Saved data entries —
+---+

//! Canvas sizing and placement for padded outputs.
//!
//! When a rotation expands the canvas, the target size comes from the
//! bounding rectangle of the rotated source and the source is centered on it
//! ([`ResizeMode::BoxPad`]). [`compute_pad_layout`] only sizes and places;
//! [`resize_pad`] produces the pixels, copying with [`box_pad`] or stretching
//! through the resampling engine.

use log::debug;
use tessera_image::{Image, ImageError, ImageSize};

use crate::error::{ensure_channels, ensure_non_empty, TransformError};
use crate::geometry::{AffineTransform, Rect};
use crate::parallel::{self, ExecutionStrategy};
use crate::progress::RowObserver;
use crate::warp::resample;

/// How the source is laid out on the target canvas.
#[derive(Debug, Clone, Copy, Default, PartialEq, Eq)]
#[cfg_attr(feature = "serde", derive(serde::Serialize, serde::Deserialize))]
pub enum ResizeMode {
    /// Keep the source size and center it on the canvas; the margin is filled
    /// with a background value.
    ///
    /// Example: ...0 0 | a b c d | 0 0...
    #[default]
    BoxPad,

    /// Stretch the source over the whole canvas (nearest neighbor).
    Stretch,
}

/// Requested canvas size and layout policy.
#[derive(Debug, Clone, Copy, PartialEq, Eq)]
#[cfg_attr(feature = "serde", derive(serde::Serialize, serde::Deserialize))]
pub struct ResizeOptions {
    /// Size of the canvas to produce.
    pub size: ImageSize,
    /// Layout policy.
    pub mode: ResizeMode,
}

/// Canvas dimensions and where the source lands on it.
#[derive(Debug, Clone, Copy, PartialEq, Eq)]
pub struct PadLayout {
    /// Final canvas dimensions.
    pub canvas: ImageSize,
    /// Region of the canvas covered by the source, may extend past the canvas.
    pub placement: Rect,
}

/// Computes the canvas size and source placement for a resize request.
///
/// # Arguments
///
/// * `source` - The size of the source image.
/// * `options` - The requested canvas size and layout policy.
///
/// # Errors
///
/// Returns [`ImageError::InvalidDimension`] if the source or the requested
/// canvas has a zero width or height.
///
/// # Example
///
/// ```
/// use tessera_image::ImageSize;
/// use tessera_imgproc::geometry::Rect;
/// use tessera_imgproc::padding::{compute_pad_layout, ResizeMode, ResizeOptions};
///
/// let layout = compute_pad_layout(
///     ImageSize { width: 4, height: 2 },
///     &ResizeOptions { size: ImageSize { width: 8, height: 5 }, mode: ResizeMode::BoxPad },
/// ).unwrap();
///
/// assert_eq!(layout.canvas, ImageSize { width: 8, height: 5 });
/// assert_eq!(layout.placement, Rect::new(2, 1, 4, 2));
/// ```
pub fn compute_pad_layout(
    source: ImageSize,
    options: &ResizeOptions,
) -> Result<PadLayout, ImageError> {
    ensure_non_empty(source, ["source width", "source height"])?;
    ensure_non_empty(options.size, ["canvas width", "canvas height"])?;

    let canvas = options.size;
    let placement = match options.mode {
        ResizeMode::BoxPad => Rect::new(
            centered_offset(canvas.width, source.width),
            centered_offset(canvas.height, source.height),
            source.width,
            source.height,
        ),
        ResizeMode::Stretch => Rect::from_size(canvas),
    };

    Ok(PadLayout { canvas, placement })
}

/// Offset that centers `inner` within `outer`, rounded toward negative infinity.
fn centered_offset(outer: usize, inner: usize) -> isize {
    (outer as isize - inner as isize).div_euclid(2)
}

/// Copies `src` onto `dst` at `placement` and fills the rest with `fill`.
///
/// Only the part of the source that falls inside both the placement and the
/// canvas is copied; no resampling takes place.
///
/// # Arguments
///
/// * `src` - The source image.
/// * `dst` - The canvas to write, usually sized by [`compute_pad_layout`].
/// * `placement` - Where the source's top-left corner lands and the region it may cover.
/// * `fill` - The background pixel.
/// * `strategy` - How rows are distributed over workers.
/// * `observer` - Receives row-completion events.
///
/// # Errors
///
/// Returns an error if either image is empty or the strategy is invalid.
pub fn box_pad<T, const C: usize, O>(
    src: &Image<T, C>,
    dst: &mut Image<T, C>,
    placement: &Rect,
    fill: [T; C],
    strategy: ExecutionStrategy,
    observer: &O,
) -> Result<(), TransformError>
where
    T: Copy + Send + Sync,
    O: RowObserver + ?Sized,
{
    ensure_channels::<C>()?;
    ensure_non_empty(src.size(), ["source width", "source height"])?;
    ensure_non_empty(dst.size(), ["target width", "target height"])?;

    let src_bounds = Rect::from_size(src.size());
    let src_stride = src.cols() * C;
    let src_data = src.as_slice();

    // columns of the canvas that receive source pixels
    let x_start = placement.x.max(0);
    let x_end = placement
        .right()
        .min(placement.x + src.cols() as isize)
        .min(dst.cols() as isize);

    parallel::par_iter_rows_indexed(dst, strategy, |y, row| {
        row.chunks_exact_mut(C)
            .for_each(|dst_pixel| dst_pixel.copy_from_slice(&fill));

        let sy = y as isize - placement.y;
        if x_end > x_start && sy < placement.height as isize && src_bounds.contains(0, sy) {
            let sx = (x_start - placement.x) as usize;
            let len = (x_end - x_start) as usize;
            let src_row = &src_data[sy as usize * src_stride..(sy as usize + 1) * src_stride];
            row[x_start as usize * C..(x_start as usize + len) * C]
                .copy_from_slice(&src_row[sx * C..(sx + len) * C]);
        }

        observer.on_row_completed(y);
    })?;

    Ok(())
}

/// Produces a canvas of `options.size` from `src`.
///
/// With [`ResizeMode::BoxPad`] the source is copied unscaled into the middle
/// of the canvas and the margin is `background`; a canvas smaller than the
/// source crops it symmetrically. With [`ResizeMode::Stretch`] the source is
/// scaled over the whole canvas with nearest-neighbor sampling.
///
/// # Arguments
///
/// * `src` - The source image.
/// * `options` - The canvas size and layout policy.
/// * `background` - The margin pixel.
/// * `strategy` - How rows are distributed over workers.
/// * `observer` - Receives row-completion events.
///
/// # Errors
///
/// Returns an error if the source or the canvas is empty, the strategy is
/// invalid or the canvas cannot be allocated.
///
/// # Example
///
/// ```
/// use tessera_image::Image;
/// use tessera_imgproc::padding::{resize_pad, ResizeMode, ResizeOptions};
/// use tessera_imgproc::parallel::ExecutionStrategy;
/// use tessera_imgproc::progress::NoProgress;
///
/// let src = Image::<u8, 1>::new([2, 1].into(), vec![1, 2]).unwrap();
/// let options = ResizeOptions { size: [4, 1].into(), mode: ResizeMode::BoxPad };
/// let dst = resize_pad(&src, &options, [0], ExecutionStrategy::Serial, &NoProgress).unwrap();
///
/// assert_eq!(dst.as_slice(), &[0, 1, 2, 0]);
/// ```
pub fn resize_pad<T, const C: usize, O>(
    src: &Image<T, C>,
    options: &ResizeOptions,
    background: [T; C],
    strategy: ExecutionStrategy,
    observer: &O,
) -> Result<Image<T, C>, TransformError>
where
    T: Copy + Send + Sync,
    O: RowObserver + ?Sized,
{
    ensure_channels::<C>()?;
    strategy.validate()?;
    let layout = compute_pad_layout(src.size(), options)?;

    debug!(
        "resize {} onto {} ({:?})",
        src.size(),
        layout.canvas,
        options.mode
    );

    let mut dst = Image::from_size_pixel(layout.canvas, background)?;
    match options.mode {
        ResizeMode::BoxPad => box_pad(
            src,
            &mut dst,
            &layout.placement,
            background,
            strategy,
            observer,
        )?,
        ResizeMode::Stretch => {
            let placement = layout.placement;
            let transform = AffineTransform::translation(-placement.x as f32, -placement.y as f32)
                .then(&AffineTransform::scale(
                    src.width() as f32 / placement.width as f32,
                    src.height() as f32 / placement.height as f32,
                ));
            resample(src, &mut dst, &transform, strategy, observer)?
        }
    }

    Ok(dst)
}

+---+

YOUR GOAL —
Reproduce the preceding entries exactly and completely.

YOUR SOLUTION —
//! Canvas sizing and placement for padded outputs.
//!
//! When a rotation expands the canvas, the target size comes from the
//! bounding rectangle of the rotated source and the source is centered on it
//! ([`ResizeMode::BoxPad`]). [`compute_pad_layout`] only sizes and places;
//! [`resize_pad`] produces the pixels, copying with [`box_pad`] or stretching
//! through the resampling engine.

use log::debug;
use tessera_image::{Image, ImageError, ImageSize};

use crate::error::{ensure_channels, ensure_non_empty, TransformError};
use crate::geometry::{AffineTransform, Rect};
use crate::parallel::{self, ExecutionStrategy};
use crate::progress::RowObserver;
use crate::warp::resample;

/// How the source is laid out on the target canvas.
#[derive(Debug, Clone, Copy, Default, PartialEq, Eq)]
#[cfg_attr(feature = "serde", derive(serde::Serialize, serde::Deserialize))]
pub enum ResizeMode {
    /// Keep the source size and center it on the canvas; the margin is filled
    /// with a background value.
    ///
    /// Example: ...0 0 | a b c d | 0 0...
    #[default]
    BoxPad,

    /// Stretch the source over the whole canvas (nearest neighbor).
    Stretch,
}

/// Requested canvas size and layout policy.
#[derive(Debug, Clone, Copy, PartialEq, Eq)]
#[cfg_attr(feature = "serde", derive(serde::Serialize, serde::Deserialize))]
pub struct ResizeOptions {
    /// Size of the canvas to produce.
    pub size: ImageSize,
    /// Layout policy.
    pub mode: ResizeMode,
}

/// Canvas dimensions and where the source lands on it.
#[derive(Debug, Clone, Copy, PartialEq, Eq)]
pub struct PadLayout {
    /// Final canvas dimensions.
    pub canvas: ImageSize,
    /// Region of the canvas covered by the source, may extend past the canvas.
    pub placement: Rect,
}

/// Computes the canvas size and source placement for a resize request.
///
/// # Arguments
///
/// * `source` - The size of the source image.
/// * `options` - The requested canvas size and layout policy.
///
/// # Errors
///
/// Returns [`ImageError::InvalidDimension`] if the source or the requested
/// canvas has a zero width or height.
///
/// # Example
///
/// ```
/// use tessera_image::ImageSize;
/// use tessera_imgproc::geometry::Rect;
/// use tessera_imgproc::padding::{compute_pad_layout, ResizeMode, ResizeOptions};
///
/// let layout = compute_pad_layout(
///     ImageSize { width: 4, height: 2 },
///     &ResizeOptions { size: ImageSize { width: 8, height: 5 }, mode: ResizeMode::BoxPad },
/// ).unwrap();
///
/// assert_eq!(layout.canvas, ImageSize { width: 8, height: 5 });
/// assert_eq!(layout.placement, Rect::new(2, 1, 4, 2));
/// ```
pub fn compute_pad_layout(
    source: ImageSize,
    options: &ResizeOptions,
) -> Result<PadLayout, ImageError> {
    ensure_non_empty(source, ["source width", "source height"])?;
    ensure_non_empty(options.size, ["canvas width", "canvas height"])?;

    let canvas = options.size;
    let placement = match options.mode {
        ResizeMode::BoxPad => Rect::new(
            centered_offset(canvas.width, source.width),
            centered_offset(canvas.height, source.height),
            source.width,
            source.height,
        ),
        ResizeMode::Stretch => Rect::from_size(canvas),
    };

    Ok(PadLayout { canvas, placement })
}

/// Offset that centers `inner` within `outer`, rounded toward negative infinity.
fn centered_offset(outer: usize, inner: usize) -> isize {
    (outer as isize - inner as isize).div_euclid(2)
}

/// Copies `src` onto `dst` at `placement` and fills the rest with `fill`.
///
/// Only the part of the source that falls inside both the placement and the
/// canvas is copied; no resampling takes place.
///
/// # Arguments
///
/// * `src` - The source image.
/// * `dst` - The canvas to write, usually sized by [`compute_pad_layout`].
/// * `placement` - Where the source's top-left corner lands and the region it may cover.
/// * `fill` - The background pixel.
/// * `strategy` - How rows are distributed over workers.
/// * `observer` - Receives row-completion events.
///
/// # Errors
///
/// Returns an error if either image is empty or the strategy is invalid.
pub fn box_pad<T, const C: usize, O>(
    src: &Image<T, C>,
    dst: &mut Image<T, C>,
    placement: &Rect,
    fill: [T; C],
    strategy: ExecutionStrategy,
    observer: &O,
) -> Result<(), TransformError>
where
    T: Copy + Send + Sync,
    O: RowObserver + ?Sized,
{
    ensure_channels::<C>()?;
    ensure_non_empty(src.size(), ["source width", "source height"])?;
    ensure_non_empty(dst.size(), ["target width", "target height"])?;

    let src_bounds = Rect::from_size(src.size());
    let src_stride = src.cols() * C;
    let src_data = src.as_slice();

    // columns of the canvas that receive source pixels
    let x_start = placement.x.max(0);
    let x_end = placement
        .right()
        .min(placement.x + src.cols() as isize)
        .min(dst.cols() as isize);

    parallel::par_iter_rows_indexed(dst, strategy, |y, row| {
        row.chunks_exact_mut(C)
            .for_each(|dst_pixel| dst_pixel.copy_from_slice(&fill));

        let sy = y as isize - placement.y;
        if x_end > x_start && sy < placement.height as isize && src_bounds.contains(0, sy) {
            let sx = (x_start - placement.x) as usize;
            let len = (x_end - x_start) as usize;
            let src_row = &src_data[sy as usize * src_stride..(sy as usize + 1) * src_stride];
            row[x_start as usize * C..(x_start as usize + len) * C]
                .copy_from_slice(&src_row[sx * C..(sx + len) * C]);
        }

        observer.on_row_completed(y);
    })?;

    Ok(())
}

/// Produces a canvas of `options.size` from `src`.
///
/// With [`ResizeMode::BoxPad`] the source is copied unscaled into the middle
/// of the canvas and the margin is `background`; a canvas smaller than the
/// source crops it symmetrically. With [`ResizeMode::Stretch`] the source is
/// scaled over the whole canvas with nearest-neighbor sampling.
///
/// # Arguments
///
/// * `src` - The source image.
/// * `options` - The canvas size and layout policy.
/// * `background` - The margin pixel.
/// * `strategy` - How rows are distributed over workers.
/// * `observer` - Receives row-completion events.
///
/// # Errors
///
/// Returns an error if the source or the canvas is empty, the strategy is
/// invalid or the canvas cannot be allocated.
///
/// # Example
///
/// ```
/// use tessera_image::Image;
/// use tessera_imgproc::padding::{resize_pad, ResizeMode, ResizeOptions};
/// use tessera_imgproc::parallel::ExecutionStrategy;
/// use tessera_imgproc::progress::NoProgress;
///
/// let src = Image::<u8, 1>::new([2, 1].into(), vec![1, 2]).unwrap();
/// let options = ResizeOptions { size: [4, 1].into(), mode: ResizeMode::BoxPad };
/// let dst = resize_pad(&src, &options, [0], ExecutionStrategy::Serial, &NoProgress).unwrap();
///
/// assert_eq!(dst.as_slice(), &[0, 1, 2, 0]);
/// ```
pub fn resize_pad<T, const C: usize, O>(
    src: &Image<T, C>,
    options: &ResizeOptions,
    background: [T; C],
    strategy: ExecutionStrategy,
    observer: &O,
) -> Result<Image<T, C>, TransformError>
where
    T: Copy + Send + Sync,
    O: RowObserver + ?Sized,
{
    ensure_channels::<C>()?;
    strategy.validate()?;
    let layout = compute_pad_layout(src.size(), options)?;

    debug!(
        "resize {} onto {} ({:?})",
        src.size(),
        layout.canvas,
        options.mode
    );

    let mut dst = Image::from_size_pixel(layout.canvas, background)?;
    match options.mode {
        ResizeMode::BoxPad => box_pad(
            src,
            &mut dst,
            &layout.placement,
            background,
            strategy,
            observer,
        )?,
        ResizeMode::Stretch => {
            let placement = layout.placement;
            let transform = AffineTransform::translation(-placement.x as f32, -placement.y as f32)
                .then(&AffineTransform::scale(
                    src.width() as f32 / placement.width as f32,
                    src.height() as f32 / placement.height as f32,
                ));
            resample(src, &mut dst, &transform, strategy, observer)?
        }
    }

    Ok(dst)
}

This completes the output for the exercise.